Mr. Matthew P. Brady, for the appellant:

A question of law, only, is involved in this case. The facts stated in the bill of complaint are all admitted by appellee’s demurrer. 1 Daniell’s Ch. 545; Gage v. Bailey, 115 Ill. 646.

The point to be determined, then, is, do the facts show an unlawful preference to appellee? It-is settled beyond controversy in this State, that after a debtor has made up his mind to make an assignment of his property for the benefit of creditors, all conveyances, transfers and other dispositions of his property or assets,-made in view of his intended general assignment, whereby any preference is given, will, in a court of equity, be declared void, and set aside, the same as though incorporated in the deed of assignment itself. Preston v. Spaulding, 120 Ill. 209; Bank v. Rehm, 126 id. 461; Oil Co. v. Bank, id. 584; White v. Cotzhausen, 129 U. S. 329.

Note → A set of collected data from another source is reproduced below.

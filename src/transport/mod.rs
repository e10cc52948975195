//! Transport seams.
//!
//! Every transport is message oriented: one `send` carries exactly one
//! complete frame and one `recv` yields exactly one complete frame. Length
//! delimiting, datagram boundaries or GATT writes are the implementor's
//! concern; the clients never see partial frames, except on BLE where the
//! fragmentation layer in [`crate::client`] sits on top of
//! [`BleWriter::write_fragment`].
//!
//! Three seams, one per client variant:
//!
//! - [`Transport`]: blocking, for [`SyncClient`](crate::SyncClient)
//! - [`FrameTransport`]: async with split ownership, for
//!   [`EventClient`](crate::EventClient)
//! - [`BleLink`]: async fragment-level link, for
//!   [`BleClient`](crate::BleClient)
//!
//! The async seams split into independently owned halves so the receive loop
//! can await incoming frames while the writer half is driven from elsewhere.

mod channel;

use std::future::Future;
use std::pin::Pin;

use bytes::Bytes;

use crate::error::Result;

pub use channel::{
    async_pair, ble_pair, blocking_pair, BlockingChannelTransport, ChannelBleLink,
    ChannelBleWriter, ChannelNotifications, ChannelReader, ChannelTransport, ChannelWriter,
};

/// Boxed future used by the async transport traits.
pub type BoxFuture<'a, T> = Pin<Box<dyn Future<Output = T> + Send + 'a>>;

/// Blocking message transport.
pub trait Transport {
    /// Send one complete frame.
    fn send_frame(&mut self, frame: &[u8]) -> Result<()>;

    /// Block until one complete frame arrives. A closed transport is
    /// [`GatewayError::ConnectionClosed`](crate::GatewayError::ConnectionClosed).
    fn recv_frame(&mut self) -> Result<Bytes>;

    /// Close the transport. Idempotent.
    fn close(&mut self) -> Result<()>;
}

/// Async message transport that splits into read and write halves.
pub trait FrameTransport: Send + 'static {
    type Reader: FrameReader;
    type Writer: FrameWriter;

    fn split(self) -> (Self::Reader, Self::Writer);
}

/// Receive half of a [`FrameTransport`].
pub trait FrameReader: Send + 'static {
    /// Await the next frame. `None` means the peer closed cleanly.
    fn recv(&mut self) -> BoxFuture<'_, Result<Option<Bytes>>>;
}

/// Send half of a [`FrameTransport`].
pub trait FrameWriter: Send + 'static {
    /// Send one complete frame.
    fn send(&mut self, frame: Bytes) -> BoxFuture<'_, Result<()>>;

    /// Close the write half. Idempotent.
    fn close(&mut self) -> BoxFuture<'_, Result<()>>;
}

/// A connected BLE link that splits into a notification stream and a
/// fragment writer.
pub trait BleLink: Send + 'static {
    type Notifications: NotificationStream;
    type Writer: BleWriter;

    fn split(self) -> (Self::Notifications, Self::Writer);
}

/// Incoming notification stream of a [`BleLink`]. Each item is one fragment,
/// not one frame.
pub trait NotificationStream: Send + 'static {
    /// Await the next fragment. `None` means the link dropped.
    fn next(&mut self) -> BoxFuture<'_, Result<Option<Bytes>>>;
}

/// Outgoing characteristic writes of a [`BleLink`].
pub trait BleWriter: Send + 'static {
    /// Write one fragment. Fragments of a frame must be written in order.
    fn write_fragment(&mut self, fragment: Bytes) -> BoxFuture<'_, Result<()>>;

    /// Tear the link down. Idempotent.
    fn disconnect(&mut self) -> BoxFuture<'_, Result<()>>;
}
//! Minimal CBOR subset used by the binary frame encoding.
//!
//! Only the types the protocol actually puts on the wire are supported:
//! unsigned integers, 64-bit floats, booleans, null, UTF-8 text and
//! definite-length arrays. Integers encode canonically (shortest argument
//! form), so encoding is deterministic.
//!
//! The reader distinguishes two failure classes: running out of bytes is
//! [`GatewayError::Truncated`] (the frame may simply be incomplete), while
//! a structurally invalid byte sequence is a protocol error.

use bytes::{BufMut, Bytes, BytesMut};

use crate::error::{GatewayError, Result};
use crate::protocol::PropertyValue;

const MAJOR_UINT: u8 = 0;
const MAJOR_TEXT: u8 = 3;
const MAJOR_ARRAY: u8 = 4;
const SIMPLE_FALSE: u8 = 0xF4;
const SIMPLE_TRUE: u8 = 0xF5;
const SIMPLE_NULL: u8 = 0xF6;
const SIMPLE_F64: u8 = 0xFB;

/// Append-only CBOR encoder.
pub struct CborWriter {
    buf: BytesMut,
}

impl CborWriter {
    pub fn new() -> Self {
        Self {
            buf: BytesMut::with_capacity(64),
        }
    }

    /// Write a major type with its argument in canonical shortest form.
    fn type_arg(&mut self, major: u8, arg: u64) {
        let high = major << 5;
        if arg < 24 {
            self.buf.put_u8(high | arg as u8);
        } else if arg <= u8::MAX as u64 {
            self.buf.put_u8(high | 24);
            self.buf.put_u8(arg as u8);
        } else if arg <= u16::MAX as u64 {
            self.buf.put_u8(high | 25);
            self.buf.put_u16(arg as u16);
        } else if arg <= u32::MAX as u64 {
            self.buf.put_u8(high | 26);
            self.buf.put_u32(arg as u32);
        } else {
            self.buf.put_u8(high | 27);
            self.buf.put_u64(arg);
        }
    }

    pub fn uint(&mut self, value: u64) {
        self.type_arg(MAJOR_UINT, value);
    }

    pub fn float(&mut self, value: f64) {
        self.buf.put_u8(SIMPLE_F64);
        self.buf.put_f64(value);
    }

    pub fn bool(&mut self, value: bool) {
        self.buf
            .put_u8(if value { SIMPLE_TRUE } else { SIMPLE_FALSE });
    }

    pub fn null(&mut self) {
        self.buf.put_u8(SIMPLE_NULL);
    }

    pub fn text(&mut self, value: &str) {
        self.type_arg(MAJOR_TEXT, value.len() as u64);
        self.buf.put_slice(value.as_bytes());
    }

    pub fn array(&mut self, len: usize) {
        self.type_arg(MAJOR_ARRAY, len as u64);
    }

    pub fn property_value(&mut self, value: &PropertyValue) {
        match value {
            PropertyValue::Number(n) => self.float(*n),
            PropertyValue::Bool(b) => self.bool(*b),
            PropertyValue::Text(s) => self.text(s),
        }
    }

    pub fn into_bytes(self) -> Bytes {
        self.buf.freeze()
    }
}

impl Default for CborWriter {
    fn default() -> Self {
        Self::new()
    }
}

/// Cursor-based CBOR decoder over one complete frame.
pub struct CborReader<'a> {
    buf: &'a [u8],
    pos: usize,
}

impl<'a> CborReader<'a> {
    pub fn new(buf: &'a [u8]) -> Self {
        Self { buf, pos: 0 }
    }

    fn take(&mut self, n: usize) -> Result<&'a [u8]> {
        if self.buf.len() - self.pos < n {
            return Err(GatewayError::Truncated);
        }
        let slice = &self.buf[self.pos..self.pos + n];
        self.pos += n;
        Ok(slice)
    }

    fn byte(&mut self) -> Result<u8> {
        Ok(self.take(1)?[0])
    }

    /// Read one initial byte and resolve its argument.
    fn head(&mut self) -> Result<(u8, u64)> {
        let initial = self.byte()?;
        let major = initial >> 5;
        let info = initial & 0x1F;
        let arg = match info {
            0..=23 => info as u64,
            24 => self.byte()? as u64,
            25 => {
                let b = self.take(2)?;
                u16::from_be_bytes([b[0], b[1]]) as u64
            }
            26 => {
                let b = self.take(4)?;
                u32::from_be_bytes([b[0], b[1], b[2], b[3]]) as u64
            }
            27 => {
                let b = self.take(8)?;
                u64::from_be_bytes([b[0], b[1], b[2], b[3], b[4], b[5], b[6], b[7]])
            }
            _ => {
                return Err(GatewayError::Protocol(format!(
                    "unsupported additional info {info} in initial byte {initial:#04x}"
                )))
            }
        };
        Ok((major, arg))
    }

    pub fn uint(&mut self) -> Result<u64> {
        match self.head()? {
            (MAJOR_UINT, arg) => Ok(arg),
            (major, _) => Err(unexpected(major, "unsigned integer")),
        }
    }

    pub fn text(&mut self) -> Result<String> {
        match self.head()? {
            (MAJOR_TEXT, len) => {
                let bytes = self.take(len as usize)?;
                std::str::from_utf8(bytes)
                    .map(str::to_string)
                    .map_err(|_| {
                        GatewayError::Protocol("text item is not valid UTF-8".to_string())
                    })
            }
            (major, _) => Err(unexpected(major, "text")),
        }
    }

    pub fn array_len(&mut self) -> Result<usize> {
        match self.head()? {
            (MAJOR_ARRAY, len) => Ok(len as usize),
            (major, _) => Err(unexpected(major, "array")),
        }
    }

    pub fn bool(&mut self) -> Result<bool> {
        match self.byte()? {
            SIMPLE_TRUE => Ok(true),
            SIMPLE_FALSE => Ok(false),
            other => Err(GatewayError::Protocol(format!(
                "expected boolean, found initial byte {other:#04x}"
            ))),
        }
    }

    /// Decode one value item: float, boolean or text.
    pub fn property_value(&mut self) -> Result<PropertyValue> {
        match self.peek()? {
            SIMPLE_F64 => {
                self.pos += 1;
                let b = self.take(8)?;
                Ok(PropertyValue::Number(f64::from_be_bytes([
                    b[0], b[1], b[2], b[3], b[4], b[5], b[6], b[7],
                ])))
            }
            SIMPLE_TRUE | SIMPLE_FALSE => Ok(PropertyValue::Bool(self.bool()?)),
            initial if initial >> 5 == MAJOR_TEXT => Ok(PropertyValue::Text(self.text()?)),
            initial => Err(GatewayError::Protocol(format!(
                "expected value item, found initial byte {initial:#04x}"
            ))),
        }
    }

    /// Decode a value item or null.
    pub fn optional_property_value(&mut self) -> Result<Option<PropertyValue>> {
        if self.peek()? == SIMPLE_NULL {
            self.pos += 1;
            return Ok(None);
        }
        self.property_value().map(Some)
    }

    pub fn is_null(&mut self) -> Result<bool> {
        if self.peek()? == SIMPLE_NULL {
            self.pos += 1;
            Ok(true)
        } else {
            Ok(false)
        }
    }

    fn peek(&self) -> Result<u8> {
        self.buf.get(self.pos).copied().ok_or(GatewayError::Truncated)
    }

    /// Assert the frame was consumed exactly. Trailing bytes mean the frame
    /// does not encode what its command id claims.
    pub fn expect_end(&self) -> Result<()> {
        if self.pos == self.buf.len() {
            Ok(())
        } else {
            Err(GatewayError::Protocol(format!(
                "{} trailing bytes after frame payload",
                self.buf.len() - self.pos
            )))
        }
    }
}

fn unexpected(major: u8, wanted: &str) -> GatewayError {
    GatewayError::Protocol(format!("expected {wanted}, found major type {major}"))
}
//! Command tables: text keywords, binary ids, and request/response pairing.
//!
//! Every logical command of the protocol appears here exactly once. The text
//! wire identifies a frame by its keyword line; the binary wire by a single
//! id byte where the high bit marks responses and pushes. The two tables are
//! a fixed bijection except for the datalog-property-list commands, which
//! exist only on the text wire.

/// Bit set on every binary id that travels gateway-to-client (responses,
/// pushes, and the universal error frame).
pub const RESPONSE_ID_BIT: u8 = 0x80;

/// Binary id of the universal error frame.
pub const ERROR_ID: u8 = 0xFF;

/// Protocol version this client implements. Any other version advertised by
/// the gateway during authorization is a hard protocol error.
pub const PROTOCOL_VERSION: u64 = 1;

/// Every command kind of the protocol, requests and responses alike.
#[derive(Debug, Clone, Copy, PartialEq, Eq, Hash)]
pub enum Command {
    Authorize,
    Authorized,
    Enumerate,
    Enumerated,
    Describe,
    Description,
    FindProperties,
    PropertiesFound,
    ReadProperty,
    PropertyRead,
    ReadProperties,
    PropertiesRead,
    WriteProperty,
    PropertyWritten,
    SubscribeProperty,
    PropertySubscribed,
    SubscribeProperties,
    PropertiesSubscribed,
    UnsubscribeProperty,
    PropertyUnsubscribed,
    UnsubscribeProperties,
    PropertiesUnsubscribed,
    /// Push only; has no request counterpart.
    PropertyUpdate,
    ReadDatalogProperties,
    DatalogPropertiesRead,
    ReadDatalog,
    DatalogRead,
    ReadMessages,
    MessagesRead,
    /// Push only; has no request counterpart.
    DeviceMessage,
    CallExtension,
    ExtensionCalled,
    /// Universal failure response.
    Error,
}

impl Command {
    /// Text wire keyword (first line of a text frame).
    pub fn keyword(&self) -> &'static str {
        match self {
            Command::Authorize => "AUTHORIZE",
            Command::Authorized => "AUTHORIZED",
            Command::Enumerate => "ENUMERATE",
            Command::Enumerated => "ENUMERATED",
            Command::Describe => "DESCRIBE",
            Command::Description => "DESCRIPTION",
            Command::FindProperties => "FIND PROPERTIES",
            Command::PropertiesFound => "PROPERTIES FOUND",
            Command::ReadProperty => "READ PROPERTY",
            Command::PropertyRead => "PROPERTY READ",
            Command::ReadProperties => "READ PROPERTIES",
            Command::PropertiesRead => "PROPERTIES READ",
            Command::WriteProperty => "WRITE PROPERTY",
            Command::PropertyWritten => "PROPERTY WRITTEN",
            Command::SubscribeProperty => "SUBSCRIBE PROPERTY",
            Command::PropertySubscribed => "PROPERTY SUBSCRIBED",
            Command::SubscribeProperties => "SUBSCRIBE PROPERTIES",
            Command::PropertiesSubscribed => "PROPERTIES SUBSCRIBED",
            Command::UnsubscribeProperty => "UNSUBSCRIBE PROPERTY",
            Command::PropertyUnsubscribed => "PROPERTY UNSUBSCRIBED",
            Command::UnsubscribeProperties => "UNSUBSCRIBE PROPERTIES",
            Command::PropertiesUnsubscribed => "PROPERTIES UNSUBSCRIBED",
            Command::PropertyUpdate => "PROPERTY UPDATE",
            Command::ReadDatalogProperties => "READ DATALOG PROPERTIES",
            Command::DatalogPropertiesRead => "DATALOG PROPERTIES READ",
            Command::ReadDatalog => "READ DATALOG",
            Command::DatalogRead => "DATALOG READ",
            Command::ReadMessages => "READ MESSAGES",
            Command::MessagesRead => "MESSAGES READ",
            Command::DeviceMessage => "DEVICE MESSAGE",
            Command::CallExtension => "CALL EXTENSION",
            Command::ExtensionCalled => "EXTENSION CALLED",
            Command::Error => "ERROR",
        }
    }

    /// Look up a command by its text keyword.
    pub fn from_keyword(keyword: &str) -> Option<Command> {
        Some(match keyword {
            "AUTHORIZE" => Command::Authorize,
            "AUTHORIZED" => Command::Authorized,
            "ENUMERATE" => Command::Enumerate,
            "ENUMERATED" => Command::Enumerated,
            "DESCRIBE" => Command::Describe,
            "DESCRIPTION" => Command::Description,
            "FIND PROPERTIES" => Command::FindProperties,
            "PROPERTIES FOUND" => Command::PropertiesFound,
            "READ PROPERTY" => Command::ReadProperty,
            "PROPERTY READ" => Command::PropertyRead,
            "READ PROPERTIES" => Command::ReadProperties,
            "PROPERTIES READ" => Command::PropertiesRead,
            "WRITE PROPERTY" => Command::WriteProperty,
            "PROPERTY WRITTEN" => Command::PropertyWritten,
            "SUBSCRIBE PROPERTY" => Command::SubscribeProperty,
            "PROPERTY SUBSCRIBED" => Command::PropertySubscribed,
            "SUBSCRIBE PROPERTIES" => Command::SubscribeProperties,
            "PROPERTIES SUBSCRIBED" => Command::PropertiesSubscribed,
            "UNSUBSCRIBE PROPERTY" => Command::UnsubscribeProperty,
            "PROPERTY UNSUBSCRIBED" => Command::PropertyUnsubscribed,
            "UNSUBSCRIBE PROPERTIES" => Command::UnsubscribeProperties,
            "PROPERTIES UNSUBSCRIBED" => Command::PropertiesUnsubscribed,
            "PROPERTY UPDATE" => Command::PropertyUpdate,
            "READ DATALOG PROPERTIES" => Command::ReadDatalogProperties,
            "DATALOG PROPERTIES READ" => Command::DatalogPropertiesRead,
            "READ DATALOG" => Command::ReadDatalog,
            "DATALOG READ" => Command::DatalogRead,
            "READ MESSAGES" => Command::ReadMessages,
            "MESSAGES READ" => Command::MessagesRead,
            "DEVICE MESSAGE" => Command::DeviceMessage,
            "CALL EXTENSION" => Command::CallExtension,
            "EXTENSION CALLED" => Command::ExtensionCalled,
            "ERROR" => Command::Error,
            _ => return None,
        })
    }

    /// Binary wire id, or `None` for text-only commands.
    pub fn binary_id(&self) -> Option<u8> {
        Some(match self {
            Command::Authorize => 0x01,
            Command::Authorized => 0x81,
            Command::Enumerate => 0x02,
            Command::Enumerated => 0x82,
            Command::Describe => 0x03,
            Command::Description => 0x83,
            Command::FindProperties => 0x04,
            Command::PropertiesFound => 0x84,
            Command::ReadProperty => 0x05,
            Command::PropertyRead => 0x85,
            Command::ReadProperties => 0x06,
            Command::PropertiesRead => 0x86,
            Command::WriteProperty => 0x07,
            Command::PropertyWritten => 0x87,
            Command::SubscribeProperty => 0x08,
            Command::PropertySubscribed => 0x88,
            Command::SubscribeProperties => 0x09,
            Command::PropertiesSubscribed => 0x89,
            Command::UnsubscribeProperty => 0x0A,
            Command::PropertyUnsubscribed => 0x8A,
            Command::UnsubscribeProperties => 0x0B,
            Command::PropertiesUnsubscribed => 0x8B,
            Command::PropertyUpdate => 0x8C,
            Command::ReadDatalogProperties | Command::DatalogPropertiesRead => return None,
            Command::ReadDatalog => 0x0D,
            Command::DatalogRead => 0x8D,
            Command::ReadMessages => 0x0E,
            Command::MessagesRead => 0x8E,
            Command::DeviceMessage => 0x8F,
            Command::CallExtension => 0x10,
            Command::ExtensionCalled => 0x90,
            Command::Error => ERROR_ID,
        })
    }

    /// Look up a command by its binary id.
    pub fn from_binary_id(id: u8) -> Option<Command> {
        Some(match id {
            0x01 => Command::Authorize,
            0x81 => Command::Authorized,
            0x02 => Command::Enumerate,
            0x82 => Command::Enumerated,
            0x03 => Command::Describe,
            0x83 => Command::Description,
            0x04 => Command::FindProperties,
            0x84 => Command::PropertiesFound,
            0x05 => Command::ReadProperty,
            0x85 => Command::PropertyRead,
            0x06 => Command::ReadProperties,
            0x86 => Command::PropertiesRead,
            0x07 => Command::WriteProperty,
            0x87 => Command::PropertyWritten,
            0x08 => Command::SubscribeProperty,
            0x88 => Command::PropertySubscribed,
            0x09 => Command::SubscribeProperties,
            0x89 => Command::PropertiesSubscribed,
            0x0A => Command::UnsubscribeProperty,
            0x8A => Command::PropertyUnsubscribed,
            0x0B => Command::UnsubscribeProperties,
            0x8B => Command::PropertiesUnsubscribed,
            0x8C => Command::PropertyUpdate,
            0x0D => Command::ReadDatalog,
            0x8D => Command::DatalogRead,
            0x0E => Command::ReadMessages,
            0x8E => Command::MessagesRead,
            0x8F => Command::DeviceMessage,
            0x10 => Command::CallExtension,
            0x90 => Command::ExtensionCalled,
            ERROR_ID => Command::Error,
            _ => return None,
        })
    }

    /// True for frames that travel gateway-to-client: responses, pushes,
    /// and the universal error frame.
    pub fn is_response(&self) -> bool {
        matches!(
            self,
            Command::Authorized
                | Command::Enumerated
                | Command::Description
                | Command::PropertiesFound
                | Command::PropertyRead
                | Command::PropertiesRead
                | Command::PropertyWritten
                | Command::PropertySubscribed
                | Command::PropertiesSubscribed
                | Command::PropertyUnsubscribed
                | Command::PropertiesUnsubscribed
                | Command::PropertyUpdate
                | Command::DatalogPropertiesRead
                | Command::DatalogRead
                | Command::MessagesRead
                | Command::DeviceMessage
                | Command::ExtensionCalled
                | Command::Error
        )
    }

    /// True for the two unsolicited push kinds.
    pub fn is_push(&self) -> bool {
        matches!(self, Command::PropertyUpdate | Command::DeviceMessage)
    }

    /// All commands, for table-driven tests.
    pub const ALL: [Command; 33] = [
        Command::Authorize,
        Command::Authorized,
        Command::Enumerate,
        Command::Enumerated,
        Command::Describe,
        Command::Description,
        Command::FindProperties,
        Command::PropertiesFound,
        Command::ReadProperty,
        Command::PropertyRead,
        Command::ReadProperties,
        Command::PropertiesRead,
        Command::WriteProperty,
        Command::PropertyWritten,
        Command::SubscribeProperty,
        Command::PropertySubscribed,
        Command::SubscribeProperties,
        Command::PropertiesSubscribed,
        Command::UnsubscribeProperty,
        Command::PropertyUnsubscribed,
        Command::UnsubscribeProperties,
        Command::PropertiesUnsubscribed,
        Command::PropertyUpdate,
        Command::ReadDatalogProperties,
        Command::DatalogPropertiesRead,
        Command::ReadDatalog,
        Command::DatalogRead,
        Command::ReadMessages,
        Command::MessagesRead,
        Command::DeviceMessage,
        Command::CallExtension,
        Command::ExtensionCalled,
        Command::Error,
    ];
}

Should the right of preference be challenged, I submit the following authorities as sustaining appellant’s course: Ide v. Sayer, 129 Ill. 230 ; Preston v. Spaulding, 120 id. 208 ; White v. Cotzhausen, 129 U. S. 329; Boulton v. Dement, 123 Ill. 143; Ide v. Sayer, 30 Bradw. 210.

Mr. Charles M. Sturges, for the appellee:

The bill does not charge the bank with notice, collusion, misconduct or fraud. Fraud, if relied on, must be averred, and the bill must also set out the facts which justify the conclusion of fraud drawn by the pleader. Smith v. Brittenham, 98 Ill. 199; O’Neil v. Boone, 82 id. 598; Fish v. Cleland, 33 id. 243 ; Newell v. Bureau County, 37 id. 253.

As to the construction of the statute, see Bank v. Rehm, 126 Ill. 461; Farwell v. Nilssen, 133 id. 145 ; Bank v. Sanchez, *453131 id. 337; Preston v. Spaulding, 120 id. 208; Oil Co. v. Bank, 126 id. 584; White v. Cotzhausen, 129 U. S. 329.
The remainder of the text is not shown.